A consequência de tais atitudes é que hoje, quando olhamos para a maioria dos contra-rótulos dos vinhos nacionais, acabamos por descobrir as mesmas castas por entre os actores principais e secundários de cada região, firmando o lote favorito de cada denominação. Se no Douro raramente nos conseguimos esquivar ao duo Touriga Nacional/ Touriga Franca, por regra temperado com um cheirinho de Tinta Roriz, no Alentejo iremos certamente embater em tintos acariciados pelo duo Alicante Bouschet/Aragonês, aqui e ali adubados pela presença da Trincadeira. No universo dos vinhos brancos, raramente conseguimos evitar o casamento entre Arinto e Antão Vaz no Alentejo, e Rabigato, Viosinho e Códega no Douro.
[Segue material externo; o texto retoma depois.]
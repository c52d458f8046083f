//! Core profile management logic.
//!
//! Pure operations over an in-memory [`ConfigDocument`]:
//! - Adding and removing profiles
//! - Listing and looking up profiles
//! - Selecting the current profile
//!
//! None of these touch the filesystem; callers load and save the document.

use tracing::{debug, info};

use crate::document::{ConfigDocument, Profile};
use crate::error::Error;

/// How the current-profile marker resolves against the profile list
#[derive(Debug, Clone, Copy, PartialEq, Eq)]
pub enum CurrentProfile<'a> {
    /// No current profile selected
    Unset,
    /// Marker names an existing profile
    Active(&'a Profile),
    /// Marker names a profile that is not in the list
    Dangling(&'a str),
}

/// Profiles in stored order
pub fn list_profiles(doc: &ConfigDocument) -> &[Profile] {
    &doc.profiles
}

/// First profile with the given name
pub fn find_profile<'a>(doc: &'a ConfigDocument, name: &str) -> Option<&'a Profile> {
    doc.profiles.iter().find(|p| p.name == name)
}

/// Check if a profile exists
pub fn profile_exists(doc: &ConfigDocument, name: &str) -> bool {
    find_profile(doc, name).is_some()
}

/// Append a profile, rejecting duplicate names
pub fn add_profile(doc: &mut ConfigDocument, profile: Profile) -> Result<(), Error> {
    if profile_exists(doc, &profile.name) {
        return Err(Error::DuplicateName { name: profile.name });
    }

    debug!(name = %profile.name, provider = %profile.provider, "adding profile");
    doc.profiles.push(profile);
    Ok(())
}

/// Remove the first profile with the given name and return it.
///
/// Clears the current-profile marker when it pointed at the removed profile.
pub fn remove_profile(doc: &mut ConfigDocument, name: &str) -> Result<Profile, Error> {
    let index = doc
        .profiles
        .iter()
        .position(|p| p.name == name)
        .ok_or_else(|| Error::NotFound {
            name: name.to_string(),
        })?;

    let removed = doc.profiles.remove(index);
    if doc.current_profile == removed.name {
        info!(name = %removed.name, "removed profile was current, clearing current-profile");
        doc.current_profile.clear();
    }

    debug!(name = %removed.name, remaining = doc.profiles.len(), "removed profile");
    Ok(removed)
}

/// Select the current profile. The name must exist.
pub fn set_current(doc: &mut ConfigDocument, name: &str) -> Result<(), Error> {
    if !profile_exists(doc, name) {
        return Err(Error::NotFound {
            name: name.to_string(),
        });
    }

    debug!(from = %doc.current_profile, to = %name, "switching current profile");
    doc.current_profile = name.to_string();
    Ok(())
}

/// Resolve the current-profile marker
pub fn current(doc: &ConfigDocument) -> CurrentProfile<'_> {
    if doc.current_profile.is_empty() {
        return CurrentProfile::Unset;
    }

    match find_profile(doc, &doc.current_profile) {
        Some(profile) => CurrentProfile::Active(profile),
        None => CurrentProfile::Dangling(&doc.current_profile),
    }
}

#[cfg(test)]
mod tests {
    use super::*;

    fn sample_doc() -> ConfigDocument {
        ConfigDocument {
            profiles: vec![
                Profile::new("alice", "github", "tok1", "https://github.com"),
                Profile::new("bob", "gitlab", "tok2", "https://gitlab.com"),
                Profile::new("carol", "gitea", "tok3", "https://gitea.example.com"),
            ],
            current_profile: String::new(),
        }
    }

    fn names(doc: &ConfigDocument) -> Vec<&str> {
        list_profiles(doc).iter().map(|p| p.name.as_str()).collect()
    }

    #[test]
    fn test_add_appends_last() {
        let mut doc = sample_doc();
        add_profile(&mut doc, Profile::new("dave", "github", "t", "https://x")).unwrap();

        assert_eq!(names(&doc), vec!["alice", "bob", "carol", "dave"]);
        assert_eq!(
            list_profiles(&doc).iter().filter(|p| p.name == "dave").count(),
            1
        );
    }

    #[test]
    fn test_add_to_empty() {
        let mut doc = ConfigDocument::default();
        add_profile(&mut doc, Profile::new("alice", "github", "t", "https://x")).unwrap();
        assert_eq!(names(&doc), vec!["alice"]);
    }

    #[test]
    fn test_add_duplicate() {
        let mut doc = sample_doc();
        let before = doc.clone();

        let err = add_profile(&mut doc, Profile::new("bob", "other", "t", "https://y")).unwrap_err();
        assert!(matches!(err, Error::DuplicateName { ref name } if name == "bob"));
        assert_eq!(doc, before);
    }

    #[test]
    fn test_remove_preserves_order() {
        let mut doc = sample_doc();
        let removed = remove_profile(&mut doc, "bob").unwrap();

        assert_eq!(removed.name, "bob");
        assert_eq!(names(&doc), vec!["alice", "carol"]);
    }

    #[test]
    fn test_remove_missing() {
        let mut doc = sample_doc();
        let before = doc.clone();

        let err = remove_profile(&mut doc, "zed").unwrap_err();
        assert!(matches!(err, Error::NotFound { ref name } if name == "zed"));
        assert_eq!(doc, before);
    }

    #[test]
    fn test_remove_first_duplicate_only() {
        let mut doc = sample_doc();
        doc.profiles
            .push(Profile::new("alice", "other", "t", "https://dup"));

        let removed = remove_profile(&mut doc, "alice").unwrap();
        assert_eq!(removed.provider, "github");
        assert_eq!(names(&doc), vec!["bob", "carol", "alice"]);
    }

    #[test]
    fn test_remove_current_clears_marker() {
        let mut doc = sample_doc();
        set_current(&mut doc, "carol").unwrap();

        remove_profile(&mut doc, "carol").unwrap();
        assert_eq!(doc.current_profile, "");
        assert_eq!(current(&doc), CurrentProfile::Unset);
    }

    #[test]
    fn test_remove_other_keeps_marker() {
        let mut doc = sample_doc();
        set_current(&mut doc, "carol").unwrap();

        remove_profile(&mut doc, "alice").unwrap();
        assert_eq!(doc.current_profile, "carol");
    }

    #[test]
    fn test_set_current() {
        let mut doc = sample_doc();
        set_current(&mut doc, "bob").unwrap();

        assert_eq!(doc.current_profile, "bob");
        assert_eq!(current(&doc), CurrentProfile::Active(&doc.profiles[1]));
    }

    #[test]
    fn test_set_current_missing() {
        let mut doc = sample_doc();
        set_current(&mut doc, "alice").unwrap();

        let err = set_current(&mut doc, "zed").unwrap_err();
        assert!(matches!(err, Error::NotFound { .. }));
        assert_eq!(doc.current_profile, "alice");
    }

    #[test]
    fn test_current_dangling() {
        let mut doc = sample_doc();
        doc.current_profile = "ghost".to_string();
        assert_eq!(current(&doc), CurrentProfile::Dangling("ghost"));
    }

    #[test]
    fn test_find_profile_returns_first_match() {
        let mut doc = sample_doc();
        doc.profiles
            .push(Profile::new("bob", "other", "t", "https://dup"));

        assert_eq!(find_profile(&doc, "bob").unwrap().provider, "gitlab");
        assert!(find_profile(&doc, "zed").is_none());
    }
}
Não há nada de errado nestas variedades, todas elas brilhantes na sua especifi cidade, nem sombra de pecado por parte dos produtores em cingir-se a estas poucas castas. Pois se pouco se fala das restantes castas nacionais, pouco ou nada se investiga com resultados palpáveis para a produção, pouco se divulga e pouco se promove, não será de esperar que sejam os produtores a empenhar o seu capital financeiro numa aventura de que não se conhece o retorno.
É que plantar uma vinha, esperar três anos até que ela esteja apta a produzir, com os custos inerentes ao empate de capital e aos custos do tratamento da vinha, realizar ensaios com microvinificações para aferir do potencial de cada variedade em diferentes solos, climas, conduções, podas e mais um número quase infindável de outras variáveis é algo que não se pode reclamar de um produtor, estejamos nós em tempo de crise ou em tempo de vacas gordas.
O que não impede que alguns produtores visionários, com uma dose de teimosia e empenho pessoal dignos de aplauso, não sigam, por sua conta e risco, um trabalho notável de estudo e diversificação, resgatando do esquecimento algumas das castas mais obscuras do nosso imenso património genético.
Entre muitos outros, gostaria de salientar o trabalho de João Nicolau de Almeida, na Ramos Pinto, um dos progenitores do maior estudo sobre as castas durienses, patrono da selecção das cinco grandes castas do Douro (Touriga Nacional, Touriga Franca, Tinta Roriz, Tinto Cão e Tinta Barroca) que, longe de se sentar na tranquilidade de um trabalho feito, continua com o seu espírito inquieto a investigar castas antigas que o tempo fez esquecer. Entre as suas novas preferidas contam-se a Tinta Barca, nos vinhos tintos, e a Folgosão, nos vinhos brancos, a famosa Terrantez da ilha da Madeira, que encontrou um refúgio seguro nas terras mais quentes do Douro Superior.
Um trabalho feito em surdina, sem necessidade de ruído mediático, sem alaridos mas também sem segredos, que faz mais pelo futuro e pela sustentabilidade do vinho nacional que muitas campanhas públicas e muitos estudos universitários rebuscados, sem aplicação na vida real. Assim existissem muitos mais João Nicolau de Almeida!